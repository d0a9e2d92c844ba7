use super::message::{Message, NewMessage};
use super::threading::{build_index, normalize, Inbox, Thread};
use crate::error::{MailError, Result};
use std::collections::HashMap;
use std::path::{Path, PathBuf};
use tokio::fs;
use tokio::sync::RwLock;
use tracing::{debug, info, warn};

struct StoreState {
    messages: Vec<Message>,
    index: HashMap<String, Inbox>,
}

impl StoreState {
    fn new(mut messages: Vec<Message>) -> Self {
        let report = normalize(&mut messages);
        if report.orphans > 0 || report.cycles_broken > 0 {
            warn!(
                "Message log repaired: {} orphaned repl(ies), {} cycle(s) broken",
                report.orphans, report.cycles_broken
            );
        }
        let index = build_index(&messages);
        Self { messages, index }
    }
}

/// Append-only message log with a derived per-identity thread index
///
/// The JSON array at `path` is the source of truth. Every mutation rewrites
/// it and rebuilds the index while holding the write lock.
pub struct MessageStore {
    path: Option<PathBuf>,
    state: RwLock<StoreState>,
}

impl MessageStore {
    pub fn in_memory() -> Self {
        Self {
            path: None,
            state: RwLock::new(StoreState::new(Vec::new())),
        }
    }

    /// Load the log at `path`; a missing file is an empty log
    pub async fn open<P: AsRef<Path>>(path: P) -> Result<Self> {
        let path = path.as_ref().to_path_buf();
        let messages: Vec<Message> = match fs::read(&path).await {
            Ok(bytes) if bytes.iter().all(u8::is_ascii_whitespace) => Vec::new(),
            Ok(bytes) => serde_json::from_slice(&bytes).map_err(|e| {
                MailError::Storage(format!("Corrupt message log {}: {}", path.display(), e))
            })?,
            Err(e) if e.kind() == std::io::ErrorKind::NotFound => {
                debug!("No message log at {}, starting empty", path.display());
                Vec::new()
            }
            Err(e) => return Err(e.into()),
        };

        info!("Message log loaded: {} message(s)", messages.len());

        Ok(Self {
            path: Some(path),
            state: RwLock::new(StoreState::new(messages)),
        })
    }

    /// Persist a new message and return it with its id and thread assigned
    ///
    /// A `reply_to` naming an unknown message is dropped: the new message
    /// starts its own thread.
    pub async fn append(&self, new: NewMessage) -> Result<Message> {
        let mut stored = self.append_all(vec![new]).await?;
        stored
            .pop()
            .ok_or_else(|| MailError::Storage("Append produced no message".to_string()))
    }

    /// Persist several messages in one write: either all of them land or none
    pub async fn append_all(&self, batch: Vec<NewMessage>) -> Result<Vec<Message>> {
        if batch.is_empty() {
            return Ok(Vec::new());
        }
        let mut state = self.state.write().await;

        let mut messages = state.messages.clone();
        let mut ids = Vec::with_capacity(batch.len());
        for new in batch {
            let mut message = new.into_message();
            if !message.reply_to.is_empty() && !messages.iter().any(|m| m.id == message.reply_to) {
                warn!(
                    "Parent {} of new message not found, starting a new thread",
                    message.reply_to
                );
                message.reply_to.clear();
            }
            ids.push(message.id.clone());
            messages.push(message);
        }
        self.commit(&mut state, messages).await?;

        let stored: Vec<Message> = ids
            .iter()
            .filter_map(|id| state.messages.iter().find(|m| &m.id == id).cloned())
            .collect();
        for message in &stored {
            debug!(
                "Stored message {} from {} to {} (thread {})",
                message.id, message.from_id, message.to_id, message.thread_id
            );
        }
        Ok(stored)
    }

    pub async fn get(&self, id: &str) -> Option<Message> {
        let state = self.state.read().await;
        state.messages.iter().find(|m| m.id == id).cloned()
    }

    /// Look up by protocol `Message-ID`, angle brackets optional
    pub async fn find_by_message_id(&self, message_id: &str) -> Option<Message> {
        let state = self.state.read().await;
        find_message_id(&state.messages, message_id, None).cloned()
    }

    /// Map wire threading headers to a stored parent id
    ///
    /// `In-Reply-To` wins; otherwise each `References` token is tried in order.
    /// One inbound message fans out to a copy per local recipient, all sharing
    /// the same `Message-ID`; the copy involving `identity` is preferred.
    pub async fn resolve_parent(
        &self,
        identity: Option<&str>,
        in_reply_to: Option<&str>,
        references: &[String],
    ) -> Option<String> {
        let state = self.state.read().await;

        in_reply_to
            .into_iter()
            .chain(references.iter().map(String::as_str))
            .find_map(|candidate| find_message_id(&state.messages, candidate, identity))
            .map(|m| m.id.clone())
    }

    pub async fn inbox(&self, identity: &str) -> Inbox {
        let state = self.state.read().await;
        state.index.get(identity).cloned().unwrap_or_default()
    }

    pub async fn thread(&self, identity: &str, thread_id: &str) -> Option<Thread> {
        let state = self.state.read().await;
        state
            .index
            .get(identity)
            .and_then(|inbox| inbox.threads.get(thread_id))
            .cloned()
    }

    pub async fn unread_count(&self, identity: &str) -> usize {
        let state = self.state.read().await;
        state.index.get(identity).map_or(0, |inbox| inbox.unread_count)
    }

    /// Returns false when the message does not exist or was already read
    pub async fn mark_read(&self, id: &str) -> Result<bool> {
        let mut state = self.state.write().await;

        let mut messages = state.messages.clone();
        let Some(message) = messages.iter_mut().find(|m| m.id == id) else {
            return Ok(false);
        };
        if message.read {
            return Ok(false);
        }
        message.read = true;

        self.commit(&mut state, messages).await?;
        Ok(true)
    }

    /// Remove one message, or its whole thread if it is a root with replies
    ///
    /// Returns the number of messages removed.
    pub async fn delete(&self, id: &str) -> Result<usize> {
        let mut state = self.state.write().await;

        let Some(target) = state.messages.iter().find(|m| m.id == id) else {
            return Err(MailError::NotFound(format!("Message {}", id)));
        };

        let has_replies = state.messages.iter().any(|m| m.reply_to == id);
        let thread_id = target.thread_id.clone();

        let messages: Vec<Message> = if target.is_root() && has_replies {
            info!("Deleting root {} removes its whole thread", id);
            state
                .messages
                .iter()
                .filter(|m| m.thread_id != thread_id)
                .cloned()
                .collect()
        } else {
            state.messages.iter().filter(|m| m.id != id).cloned().collect()
        };

        let removed = state.messages.len() - messages.len();
        self.commit(&mut state, messages).await?;
        Ok(removed)
    }

    pub async fn delete_thread(&self, thread_id: &str) -> Result<usize> {
        let mut state = self.state.write().await;

        let messages: Vec<Message> = state
            .messages
            .iter()
            .filter(|m| m.thread_id != thread_id)
            .cloned()
            .collect();

        let removed = state.messages.len() - messages.len();
        if removed == 0 {
            return Err(MailError::NotFound(format!("Thread {}", thread_id)));
        }

        self.commit(&mut state, messages).await?;
        info!("Deleted thread {} ({} message(s))", thread_id, removed);
        Ok(removed)
    }

    /// Snapshot of the log in insertion order
    pub async fn messages(&self) -> Vec<Message> {
        self.state.read().await.messages.clone()
    }

    pub async fn len(&self) -> usize {
        self.state.read().await.messages.len()
    }

    pub async fn is_empty(&self) -> bool {
        self.state.read().await.messages.is_empty()
    }

    /// Write `messages` to disk, then swap it in and rebuild the index
    ///
    /// On a write failure the in-memory state is left untouched.
    async fn commit(&self, state: &mut StoreState, mut messages: Vec<Message>) -> Result<()> {
        normalize(&mut messages);
        self.persist(&messages).await?;
        state.index = build_index(&messages);
        state.messages = messages;
        Ok(())
    }

    async fn persist(&self, messages: &[Message]) -> Result<()> {
        let Some(path) = &self.path else {
            return Ok(());
        };

        if let Some(parent) = path.parent() {
            if !parent.as_os_str().is_empty() {
                fs::create_dir_all(parent).await.map_err(|e| {
                    MailError::Storage(format!("Failed to create directory {:?}: {}", parent, e))
                })?;
            }
        }

        let tmp_path = path.with_extension("json.tmp");
        fs::write(&tmp_path, serde_json::to_vec_pretty(messages)?).await?;
        fs::rename(&tmp_path, path).await?;
        Ok(())
    }
}

fn bare_message_id(value: &str) -> &str {
    value.trim().trim_start_matches('<').trim_end_matches('>').trim()
}

fn find_message_id<'a>(
    messages: &'a [Message],
    message_id: &str,
    identity: Option<&str>,
) -> Option<&'a Message> {
    let wanted = bare_message_id(message_id);
    if wanted.is_empty() {
        return None;
    }

    let mut matches = messages
        .iter()
        .filter(|m| !m.message_id.is_empty() && bare_message_id(&m.message_id) == wanted);
    let first = matches.next()?;

    match identity {
        Some(identity) if !first.involves(identity) => Some(
            matches
                .find(|m| m.involves(identity))
                .unwrap_or(first),
        ),
        _ => Some(first),
    }
}
use crate::authentication::SpfValidator;
use crate::config::Config;
use crate::directory::AccountDirectory;
use crate::error::{MailError, Result};
use crate::mime::{ContentDecoder, MimeParser};
use crate::security::{Guard, Verdict};
use crate::smtp::commands::SmtpCommand;
use crate::smtp::queue::{OutboundJob, OutboundQueue};
use crate::storage::{generate_id, MessageStore, NewMessage};
use crate::utils::{domain_of, local_part, normalize_address, validate_email};
use ipnet::IpNet;
use mail_parser::MessageParser;
use std::net::IpAddr;
use std::sync::Arc;
use std::time::Duration;
use tokio::io::{
    AsyncBufRead, AsyncBufReadExt, AsyncRead, AsyncReadExt, AsyncWrite, AsyncWriteExt, BufReader,
};
use tokio::time::timeout;
use tracing::{debug, error, info, warn};

/// Maximum line length in SMTP protocol (RFC 5321), CRLF included
const MAX_LINE_LENGTH: usize = 1000;

/// Everything a session needs, shared by every connection
#[derive(Clone)]
pub struct SmtpContext {
    pub config: Arc<Config>,
    pub guard: Arc<Guard>,
    pub store: Arc<MessageStore>,
    pub directory: Arc<dyn AccountDirectory>,
    pub decoder: Arc<ContentDecoder>,
    /// `None` disables the advisory SPF check
    pub spf: Option<Arc<SpfValidator>>,
    /// `None` means external recipients cannot be accepted at all
    pub outbound: Option<OutboundQueue>,
}

impl SmtpContext {
    /// Peer is listed in `smtp.trusted_origins` (address or CIDR)
    pub fn is_trusted(&self, peer: &IpAddr) -> bool {
        self.config.smtp.trusted_origins.iter().any(|origin| {
            let origin = origin.trim();
            match origin.parse::<IpNet>() {
                Ok(net) => net.contains(peer),
                Err(_) => origin.parse::<IpAddr>().is_ok_and(|ip| ip == *peer),
            }
        })
    }

    fn is_local_domain(&self, domain: &str) -> bool {
        domain.eq_ignore_ascii_case(&self.config.server.domain)
    }
}

#[derive(Debug, Clone, Copy, PartialEq)]
enum SmtpState {
    Fresh,
    Greeted,
    MailFrom,
    RcptTo,
    Data,
}

#[derive(Debug, Clone, PartialEq)]
enum Recipient {
    Local { address: String, username: String },
    Remote(String),
}

enum Line {
    Text(String),
    TooLong,
    Closed,
    TimedOut,
}

enum DataOutcome {
    Complete,
    TooLarge,
    LineTooLong,
}

/// One inbound SMTP conversation
///
/// # Limits
/// - Bounded line length and message size
/// - Command and DATA read timeouts
/// - Recipient cap per transaction
/// - Disconnect with 421 after `smtp.max_errors` failed commands
pub struct SmtpSession {
    ctx: Arc<SmtpContext>,
    peer: IpAddr,
    trusted: bool,
    state: SmtpState,
    helo_domain: Option<String>,
    from: Option<String>,
    recipients: Vec<Recipient>,
    data: Vec<u8>,
    error_count: usize,
}
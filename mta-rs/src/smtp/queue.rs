//! Outbound queue between inbound sessions and the relay
//!
//! In-process only. A trusted session that accepts mail for an external
//! recipient enqueues one [`OutboundJob`] per recipient; the worker relays
//! each job once and records the local copy only when delivery succeeds.
//!
//! ```text
//! ┌─────────┐
//! │ Session │ → [channel] → [Worker] → [Mailer::relay_raw] → ✓ stored
//! └─────────┘                                  ↓
//!                                              X logged, dropped
//! ```

use crate::error::{MailError, Result};
use crate::smtp::mailer::Mailer;
use crate::smtp::relay::DeliveryReport;
use crate::storage::{MessageStore, NewMessage};
use std::sync::Arc;
use tokio::sync::mpsc;
use tokio::task::JoinHandle;
use tracing::{debug, error, info};

#[derive(Debug, Clone)]
pub struct OutboundJob {
    /// Envelope sender
    pub sender: String,
    /// Envelope recipient
    pub recipient: String,
    /// Wire message, unsigned
    pub data: Vec<u8>,
    /// Stored after a successful relay
    pub record: NewMessage,
}

/// Cloneable handle sessions use to enqueue jobs
#[derive(Debug, Clone)]
pub struct OutboundQueue {
    sender: mpsc::Sender<OutboundJob>,
}

impl OutboundQueue {
    pub fn channel(capacity: usize) -> (Self, mpsc::Receiver<OutboundJob>) {
        let (sender, receiver) = mpsc::channel(capacity.max(1));
        (Self { sender }, receiver)
    }

    pub async fn enqueue(&self, job: OutboundJob) -> Result<()> {
        debug!("Queueing {} -> {}", job.sender, job.recipient);
        self.sender.send(job).await.map_err(|_| closed())
    }

    /// Reserve room for `count` jobs before any of them is sent
    ///
    /// Fails without side effects when the worker is gone or `count` exceeds
    /// the channel capacity.
    pub async fn reserve(&self, count: usize) -> Result<Reservation<'_>> {
        if count > self.sender.max_capacity() {
            return Err(MailError::SmtpProtocol(format!(
                "{} jobs exceed the outbound queue capacity of {}",
                count,
                self.sender.max_capacity()
            )));
        }

        let mut permits = Vec::with_capacity(count);
        for _ in 0..count {
            permits.push(self.sender.reserve().await.map_err(|_| closed())?);
        }
        Ok(Reservation { permits })
    }
}

/// Capacity held in the queue; dropping it releases the slots unused
pub struct Reservation<'a> {
    permits: Vec<mpsc::Permit<'a, OutboundJob>>,
}

impl Reservation<'_> {
    /// Hand the jobs to the worker; cannot fail once reserved
    pub fn send(self, jobs: Vec<OutboundJob>) {
        debug_assert_eq!(self.permits.len(), jobs.len());
        for (permit, job) in self.permits.into_iter().zip(jobs) {
            debug!("Queueing {} -> {}", job.sender, job.recipient);
            permit.send(job);
        }
    }
}

fn closed() -> MailError {
    MailError::SmtpProtocol("Outbound queue is closed".to_string())
}

pub struct QueueWorker {
    receiver: mpsc::Receiver<OutboundJob>,
    mailer: Arc<Mailer>,
    store: Arc<MessageStore>,
}

impl QueueWorker {
    pub fn new(
        receiver: mpsc::Receiver<OutboundJob>,
        mailer: Arc<Mailer>,
        store: Arc<MessageStore>,
    ) -> Self {
        Self {
            receiver,
            mailer,
            store,
        }
    }

    /// Relay one job; the record is persisted only on success
    pub async fn process(&self, job: OutboundJob) -> Result<DeliveryReport> {
        info!("Relaying queued mail {} -> {}", job.sender, job.recipient);

        let report = self
            .mailer
            .relay_raw(&job.sender, &job.recipient, job.data)
            .await?;
        self.store.append(job.record).await?;
        Ok(report)
    }

    /// Runs until every [`OutboundQueue`] handle is dropped
    pub async fn run(mut self) {
        info!("Starting outbound queue worker");

        while let Some(job) = self.receiver.recv().await {
            let recipient = job.recipient.clone();
            if let Err(e) = self.process(job).await {
                error!("Queued delivery to {} failed: {}", recipient, e);
            }
        }

        info!("Outbound queue closed, worker stopping");
    }

    pub fn spawn(self) -> JoinHandle<()> {
        tokio::spawn(self.run())
    }
}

==============================

### WHAT NEEDS TO BE DONE
Above are records; say how many of their lines contain the word "first", giving only the number.

### SOLUTION FOR THIS EXERCISE
4